- Exercise prompt -
Repeat all of the material exactly, with no line missing.

- Material shown -
use std::collections::HashMap;
use std::sync::{Arc, Mutex, MutexGuard};

use spx_storage::KvStore;

use crate::{content_hash, CacheError, CacheLayout, EngineHashes, Fetcher, Result};

/// Where engine assets come from and whether they are cached at all.
#[derive(Debug, Clone, PartialEq, Eq)]
pub struct AssetOptions {
    /// When false every asset request goes to the network.
    pub use_asset_cache: bool,
    /// Asset served by [`CacheManager::check_engine_cache`].
    pub engine_asset: String,
    /// Asset id -> URL.
    pub asset_urls: HashMap<String, String>,
}

impl Default for AssetOptions {
    fn default() -> Self {
        Self {
            use_asset_cache: true,
            engine_asset: "godot.editor.wasm".to_string(),
            asset_urls: HashMap::new(),
        }
    }
}

impl AssetOptions {
    pub fn with_url(mut self, asset: impl Into<String>, url: impl Into<String>) -> Self {
        self.asset_urls.insert(asset.into(), url.into());
        self
    }
}

/// Compares content hashes against persisted ones and refreshes stale entries.
///
/// The manager does not coordinate concurrent writers; callers serialize through the host
/// controller's queue.
pub struct CacheManager {
    store: Arc<dyn KvStore>,
    fetcher: Arc<dyn Fetcher>,
    layout: CacheLayout,
    options: AssetOptions,
    current_project_hash: Mutex<String>,
}

impl std::fmt::Debug for CacheManager {
    fn fmt(&self, f: &mut std::fmt::Formatter<'_>) -> std::fmt::Result {
        f.debug_struct("CacheManager")
            .field("layout", &self.layout)
            .field("options", &self.options)
            .finish_non_exhaustive()
    }
}

impl CacheManager {
    pub fn new(
        store: Arc<dyn KvStore>,
        fetcher: Arc<dyn Fetcher>,
        layout: CacheLayout,
        options: AssetOptions,
    ) -> Self {
        Self {
            store,
            fetcher,
            layout,
            options,
            current_project_hash: Mutex::new(String::new()),
        }
    }

    pub fn layout(&self) -> &CacheLayout {
        &self.layout
    }

    pub fn options(&self) -> &AssetOptions {
        &self.options
    }

    pub fn store(&self) -> &Arc<dyn KvStore> {
        &self.store
    }

    fn hash_slot(&self) -> MutexGuard<'_, String> {
        self.current_project_hash
            .lock()
            .unwrap_or_else(|err| err.into_inner())
    }

    /// Hash computed by the most recent [`CacheManager::check_and_update`].
    pub fn current_project_hash(&self) -> String {
        self.hash_slot().clone()
    }

    /// Returns `true` when `data` matches the persisted project hash.
    ///
    /// On a mismatch with `clear_if_dirty` the whole namespace is destroyed first, then the
    /// payload and its hash are written. Without it the new hash is recorded before the payload
    /// as a pending marker, and reset to `""` if the payload write fails.
    pub async fn check_and_update(&self, data: &[u8], clear_if_dirty: bool) -> Result<bool> {
        let hash = content_hash(data);
        *self.hash_slot() = hash.clone();

        let ns = self.layout.namespace();
        let hash_key = self.layout.project_hash_key();
        let data_key = self.layout.project_data_key();

        let cached = self
            .store
            .get_string(ns, &hash_key)
            .await
            .inspect_err(|err| tracing::error!(key = %hash_key, "reading project hash failed: {err}"))?;
        if cached.as_deref() == Some(hash.as_str()) {
            tracing::debug!(%hash, "project cache hit");
            return Ok(true);
        }
        tracing::debug!(
            cached = cached.as_deref().unwrap_or("<none>"),
            %hash,
            clear_if_dirty,
            "project cache miss"
        );

        if clear_if_dirty {
            self.clear_persistence(ns).await?;
            self.store
                .put(ns, &data_key, data)
                .await
                .inspect_err(|err| tracing::error!(key = %data_key, "writing project data failed: {err}"))?;
            self.store
                .put_string(ns, &hash_key, &hash)
                .await
                .inspect_err(|err| tracing::error!(key = %hash_key, "writing project hash failed: {err}"))?;
            return Ok(false);
        }

        self.store
            .put_string(ns, &hash_key, &hash)
            .await
            .inspect_err(|err| tracing::error!(key = %hash_key, "writing pending hash failed: {err}"))?;
        if let Err(err) = self.store.put(ns, &data_key, data).await {
            tracing::error!(key = %data_key, "writing project data failed: {err}");
            if let Err(reset) = self.store.put_string(ns, &hash_key, "").await {
                tracing::warn!(key = %hash_key, "resetting pending hash failed: {reset}");
            }
            return Err(err.into());
        }
        Ok(false)
    }

    /// Persists `hash` as the installed project's hash.
    pub async fn update_project_hash(&self, hash: &str) -> Result<()> {
        let key = self.layout.project_hash_key();
        self.store
            .put_string(self.layout.namespace(), &key, hash)
            .await
            .inspect_err(|err| tracing::error!(%key, "writing project hash failed: {err}"))?;
        Ok(())
    }

    /// Persists the hash computed by the last [`CacheManager::check_and_update`].
    pub async fn commit_project_hash(&self) -> Result<()> {
        let hash = self.current_project_hash();
        self.update_project_hash(&hash).await
    }

    /// Destroys everything stored under `namespace`.
    pub async fn clear_persistence(&self, namespace: &str) -> Result<()> {
        self.store
            .delete_namespace(namespace)
            .await
            .inspect_err(|err| tracing::error!(namespace, "clearing persistence failed: {err}"))?;
        tracing::debug!(namespace, "persistence cleared");
        Ok(())
    }

    fn asset_url(&self, asset_id: &str) -> Result<&str> {
        self.options
            .asset_urls
            .get(asset_id)
            .map(String::as_str)
            .ok_or_else(|| CacheError::UnknownAsset(asset_id.to_string()))
    }

    /// Downloads `asset_id` without consulting the cache.
    pub async fn fetch_asset(&self, asset_id: &str) -> Result<Vec<u8>> {
        let url = self.asset_url(asset_id)?;
        let bytes = self
            .fetcher
            .fetch(url)
            .await
            .inspect_err(|err| tracing::error!(asset = asset_id, "fetch failed: {err}"))?;
        Ok(bytes)
    }

    /// Returns the bytes of `asset_id`, from storage when the stored hash equals `hash`.
    pub async fn check_cache_asset(&self, hash: &str, asset_id: &str) -> Result<Vec<u8>> {
        if !self.options.use_asset_cache {
            return self.fetch_asset(asset_id).await;
        }
        // Fail on an unconfigured asset before touching storage.
        self.asset_url(asset_id)?;

        let ns = self.layout.namespace();
        let hash_key = self.layout.engine_hash_key(asset_id);
        let data_key = self.layout.engine_data_key(asset_id);

        let cached = self
            .store
            .get_string(ns, &hash_key)
            .await
            .inspect_err(|err| tracing::error!(key = %hash_key, "reading asset hash failed: {err}"))?;
        if cached.as_deref() == Some(hash) {
            let stored = self
                .store
                .get(ns, &data_key)
                .await
                .inspect_err(|err| tracing::error!(key = %data_key, "reading asset failed: {err}"))?;
            match stored {
                Some(bytes) => {
                    tracing::debug!(asset = asset_id, bytes = bytes.len(), "asset cache hit");
                    return Ok(bytes);
                }
                None => tracing::warn!(asset = asset_id, "asset hash present without data"),
            }
        }

        let bytes = self.fetch_asset(asset_id).await?;
        self.store
            .put(ns, &data_key, &bytes)
            .await
            .inspect_err(|err| tracing::error!(key = %data_key, "writing asset failed: {err}"))?;
        self.store
            .put_string(ns, &hash_key, hash)
            .await
            .inspect_err(|err| tracing::error!(key = %hash_key, "writing asset hash failed: {err}"))?;
        tracing::debug!(asset = asset_id, bytes = bytes.len(), "asset cache refreshed");
        Ok(bytes)
    }

    /// Loads the configured engine asset using its known-good hash.
    pub async fn check_engine_cache(&self, hashes: &EngineHashes) -> Result<Vec<u8>> {
        let asset = self.options.engine_asset.as_str();
        let hash = hashes
            .get(asset)
            .ok_or_else(|| CacheError::MissingHash(asset.to_string()))?;
        self.check_cache_asset(hash, asset).await
    }
}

- Answer section -
use std::collections::HashMap;
use std::sync::{Arc, Mutex, MutexGuard};

use spx_storage::KvStore;

use crate::{content_hash, CacheError, CacheLayout, EngineHashes, Fetcher, Result};

/// Where engine assets come from and whether they are cached at all.
#[derive(Debug, Clone, PartialEq, Eq)]
pub struct AssetOptions {
    /// When false every asset request goes to the network.
    pub use_asset_cache: bool,
    /// Asset served by [`CacheManager::check_engine_cache`].
    pub engine_asset: String,
    /// Asset id -> URL.
    pub asset_urls: HashMap<String, String>,
}

impl Default for AssetOptions {
    fn default() -> Self {
        Self {
            use_asset_cache: true,
            engine_asset: "godot.editor.wasm".to_string(),
            asset_urls: HashMap::new(),
        }
    }
}

impl AssetOptions {
    pub fn with_url(mut self, asset: impl Into<String>, url: impl Into<String>) -> Self {
        self.asset_urls.insert(asset.into(), url.into());
        self
    }
}

/// Compares content hashes against persisted ones and refreshes stale entries.
///
/// The manager does not coordinate concurrent writers; callers serialize through the host
/// controller's queue.
pub struct CacheManager {
    store: Arc<dyn KvStore>,
    fetcher: Arc<dyn Fetcher>,
    layout: CacheLayout,
    options: AssetOptions,
    current_project_hash: Mutex<String>,
}

impl std::fmt::Debug for CacheManager {
    fn fmt(&self, f: &mut std::fmt::Formatter<'_>) -> std::fmt::Result {
        f.debug_struct("CacheManager")
            .field("layout", &self.layout)
            .field("options", &self.options)
            .finish_non_exhaustive()
    }
}

impl CacheManager {
    pub fn new(
        store: Arc<dyn KvStore>,
        fetcher: Arc<dyn Fetcher>,
        layout: CacheLayout,
        options: AssetOptions,
    ) -> Self {
        Self {
            store,
            fetcher,
            layout,
            options,
            current_project_hash: Mutex::new(String::new()),
        }
    }

    pub fn layout(&self) -> &CacheLayout {
        &self.layout
    }

    pub fn options(&self) -> &AssetOptions {
        &self.options
    }

    pub fn store(&self) -> &Arc<dyn KvStore> {
        &self.store
    }

    fn hash_slot(&self) -> MutexGuard<'_, String> {
        self.current_project_hash
            .lock()
            .unwrap_or_else(|err| err.into_inner())
    }

    /// Hash computed by the most recent [`CacheManager::check_and_update`].
    pub fn current_project_hash(&self) -> String {
        self.hash_slot().clone()
    }

    /// Returns `true` when `data` matches the persisted project hash.
    ///
    /// On a mismatch with `clear_if_dirty` the whole namespace is destroyed first, then the
    /// payload and its hash are written. Without it the new hash is recorded before the payload
    /// as a pending marker, and reset to `""` if the payload write fails.
    pub async fn check_and_update(&self, data: &[u8], clear_if_dirty: bool) -> Result<bool> {
        let hash = content_hash(data);
        *self.hash_slot() = hash.clone();

        let ns = self.layout.namespace();
        let hash_key = self.layout.project_hash_key();
        let data_key = self.layout.project_data_key();

        let cached = self
            .store
            .get_string(ns, &hash_key)
            .await
            .inspect_err(|err| tracing::error!(key = %hash_key, "reading project hash failed: {err}"))?;
        if cached.as_deref() == Some(hash.as_str()) {
            tracing::debug!(%hash, "project cache hit");
            return Ok(true);
        }
        tracing::debug!(
            cached = cached.as_deref().unwrap_or("<none>"),
            %hash,
            clear_if_dirty,
            "project cache miss"
        );

        if clear_if_dirty {
            self.clear_persistence(ns).await?;
            self.store
                .put(ns, &data_key, data)
                .await
                .inspect_err(|err| tracing::error!(key = %data_key, "writing project data failed: {err}"))?;
            self.store
                .put_string(ns, &hash_key, &hash)
                .await
                .inspect_err(|err| tracing::error!(key = %hash_key, "writing project hash failed: {err}"))?;
            return Ok(false);
        }

        self.store
            .put_string(ns, &hash_key, &hash)
            .await
            .inspect_err(|err| tracing::error!(key = %hash_key, "writing pending hash failed: {err}"))?;
        if let Err(err) = self.store.put(ns, &data_key, data).await {
            tracing::error!(key = %data_key, "writing project data failed: {err}");
            if let Err(reset) = self.store.put_string(ns, &hash_key, "").await {
                tracing::warn!(key = %hash_key, "resetting pending hash failed: {reset}");
            }
            return Err(err.into());
        }
        Ok(false)
    }

    /// Persists `hash` as the installed project's hash.
    pub async fn update_project_hash(&self, hash: &str) -> Result<()> {
        let key = self.layout.project_hash_key();
        self.store
            .put_string(self.layout.namespace(), &key, hash)
            .await
            .inspect_err(|err| tracing::error!(%key, "writing project hash failed: {err}"))?;
        Ok(())
    }

    /// Persists the hash computed by the last [`CacheManager::check_and_update`].
    pub async fn commit_project_hash(&self) -> Result<()> {
        let hash = self.current_project_hash();
        self.update_project_hash(&hash).await
    }

    /// Destroys everything stored under `namespace`.
    pub async fn clear_persistence(&self, namespace: &str) -> Result<()> {
        self.store
            .delete_namespace(namespace)
            .await
            .inspect_err(|err| tracing::error!(namespace, "clearing persistence failed: {err}"))?;
        tracing::debug!(namespace, "persistence cleared");
        Ok(())
    }

    fn asset_url(&self, asset_id: &str) -> Result<&str> {
        self.options
            .asset_urls
            .get(asset_id)
            .map(String::as_str)
            .ok_or_else(|| CacheError::UnknownAsset(asset_id.to_string()))
    }

    /// Downloads `asset_id` without consulting the cache.
    pub async fn fetch_asset(&self, asset_id: &str) -> Result<Vec<u8>> {
        let url = self.asset_url(asset_id)?;
        let bytes = self
            .fetcher
            .fetch(url)
            .await
            .inspect_err(|err| tracing::error!(asset = asset_id, "fetch failed: {err}"))?;
        Ok(bytes)
    }

    /// Returns the bytes of `asset_id`, from storage when the stored hash equals `hash`.
    pub async fn check_cache_asset(&self, hash: &str, asset_id: &str) -> Result<Vec<u8>> {
        if !self.options.use_asset_cache {
            return self.fetch_asset(asset_id).await;
        }
        // Fail on an unconfigured asset before touching storage.
        self.asset_url(asset_id)?;

        let ns = self.layout.namespace();
        let hash_key = self.layout.engine_hash_key(asset_id);
        let data_key = self.layout.engine_data_key(asset_id);

        let cached = self
            .store
            .get_string(ns, &hash_key)
            .await
            .inspect_err(|err| tracing::error!(key = %hash_key, "reading asset hash failed: {err}"))?;
        if cached.as_deref() == Some(hash) {
            let stored = self
                .store
                .get(ns, &data_key)
                .await
                .inspect_err(|err| tracing::error!(key = %data_key, "reading asset failed: {err}"))?;
            match stored {
                Some(bytes) => {
                    tracing::debug!(asset = asset_id, bytes = bytes.len(), "asset cache hit");
                    return Ok(bytes);
                }
                None => tracing::warn!(asset = asset_id, "asset hash present without data"),
            }
        }

        let bytes = self.fetch_asset(asset_id).await?;
        self.store
            .put(ns, &data_key, &bytes)
            .await
            .inspect_err(|err| tracing::error!(key = %data_key, "writing asset failed: {err}"))?;
        self.store
            .put_string(ns, &hash_key, hash)
            .await
            .inspect_err(|err| tracing::error!(key = %hash_key, "writing asset hash failed: {err}"))?;
        tracing::debug!(asset = asset_id, bytes = bytes.len(), "asset cache refreshed");
        Ok(bytes)
    }

    /// Loads the configured engine asset using its known-good hash.
    pub async fn check_engine_cache(&self, hashes: &EngineHashes) -> Result<Vec<u8>> {
        let asset = self.options.engine_asset.as_str();
        let hash = hashes
            .get(asset)
            .ok_or_else(|| CacheError::MissingHash(asset.to_string()))?;
        self.check_cache_asset(hash, asset).await
    }
}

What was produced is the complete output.